Entendemos que la composición actual (del TC) no es favorable al oficialismo, y esa es una realidad. Pero las instituciones quedan, las personas pasan, y en la práctica no se puede constitucionalizar ad hoc.

—Considerando el ruido en el oficialismo y que posiblemente no se van a obtener los 29 votos, ¿vale la pena perseverar con esta reforma constitucional?

—Este Gobierno no le tiene miedo a la impopularidad, y creo que eso es un valor. Sin perjuicio de eso, para que una reforma constitucional avance y tenga viabilidad, tiene que tener base jurídica y política. En eso creo que la forma de avanzar ha sido clara en dos sentidos: no se va a retirar la reforma, pero se está disponible para que se le hagan modificaciones —eventualmente muy profundas—, lo que va en la línea de la propuesta que hicimos nosotros como partido, y también en la línea de no querer apurar la reforma, sino que tenga una tramitación reflexiva, que se demore todo lo que tenga que demorarse. Eso, al menos para mí, me deja satisfecha.

Balance interno del oficialismo y evaluación del ministro Arrau

Sobre el ministro Arrau. ¿Cómo evalúa su desempeño?

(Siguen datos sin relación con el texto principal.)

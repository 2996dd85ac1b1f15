//! Injectable choice of the transition to fire when several are enabled.
use rand::rngs::StdRng;
use rand::{Rng, SeedableRng};

/// Picks one of `candidates` enabled transitions (by position in the enabled list).
///
/// Implementations must return an index in `0..candidates`; `candidates` is always > 1.
pub trait TransitionChooser {
    fn choose(&mut self, candidates: usize) -> usize;
}

impl<C: TransitionChooser + ?Sized> TransitionChooser for &mut C {
    fn choose(&mut self, candidates: usize) -> usize {
        (**self).choose(candidates)
    }
}

/// Uniform pick backed by any [`rand::Rng`].
#[derive(Debug, Clone)]
pub struct RandomChooser<R = StdRng> {
    rng: R,
}

impl RandomChooser<StdRng> {
    pub fn from_os_rng() -> Self {
        Self {
            rng: StdRng::from_os_rng(),
        }
    }

    pub fn seeded(seed: u64) -> Self {
        Self {
            rng: StdRng::seed_from_u64(seed),
        }
    }

    pub fn from_seed(seed: Option<u64>) -> Self {
        match seed {
            Some(seed) => Self::seeded(seed),
            None => Self::from_os_rng(),
        }
    }
}

impl<R: Rng> TransitionChooser for RandomChooser<R> {
    fn choose(&mut self, candidates: usize) -> usize {
        self.rng.random_range(0..candidates)
    }
}

/// Always fires the first enabled transition in declaration order.
#[derive(Debug, Clone, Copy, Default)]
pub struct FirstEnabled;

impl TransitionChooser for FirstEnabled {
    fn choose(&mut self, _candidates: usize) -> usize {
        0
    }
}

/// Replays a fixed sequence of picks, wrapping around; out-of-range picks are clamped.
#[derive(Debug, Clone, Default)]
pub struct ScriptedChooser {
    picks: Vec<usize>,
    cursor: usize,
}

impl ScriptedChooser {
    pub fn new(picks: impl Into<Vec<usize>>) -> Self {
        Self {
            picks: picks.into(),
            cursor: 0,
        }
    }
}

impl TransitionChooser for ScriptedChooser {
    fn choose(&mut self, candidates: usize) -> usize {
        if self.picks.is_empty() {
            return 0;
        }
        let pick = self.picks[self.cursor % self.picks.len()];
        self.cursor += 1;
        pick.min(candidates - 1)
    }
}

#[cfg(test)]
mod tests {
    use super::*;

    #[test]
    fn seeded_chooser_is_reproducible() {
        let mut a = RandomChooser::seeded(42);
        let mut b = RandomChooser::seeded(42);
        let left: Vec<_> = (0..16).map(|_| a.choose(5)).collect();
        let right: Vec<_> = (0..16).map(|_| b.choose(5)).collect();
        assert_eq!(left, right);
        assert!(left.iter().all(|&pick| pick < 5));
    }

    #[test]
    fn scripted_chooser_wraps_and_clamps() {
        let mut chooser = ScriptedChooser::new(vec![1, 9]);
        assert_eq!(chooser.choose(3), 1);
        assert_eq!(chooser.choose(3), 2);
        assert_eq!(chooser.choose(2), 1);
    }
}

—Creo que el ministro Arrau es un extraordinario ministro: incansable, inagotable, y con una agenda muy robusta y muy clara respecto de sus objetivos. De hecho, hace unas semanas se dieron a conocer cifras que muestran, comparado con el período anterior, una baja de 17% en los homicidios. Y si bien ha habido traspiés en la reforma, yo no lo veo como un error del ministro, sino más bien como un paso en falso respecto de cuándo se debió dar a conocer esta reforma.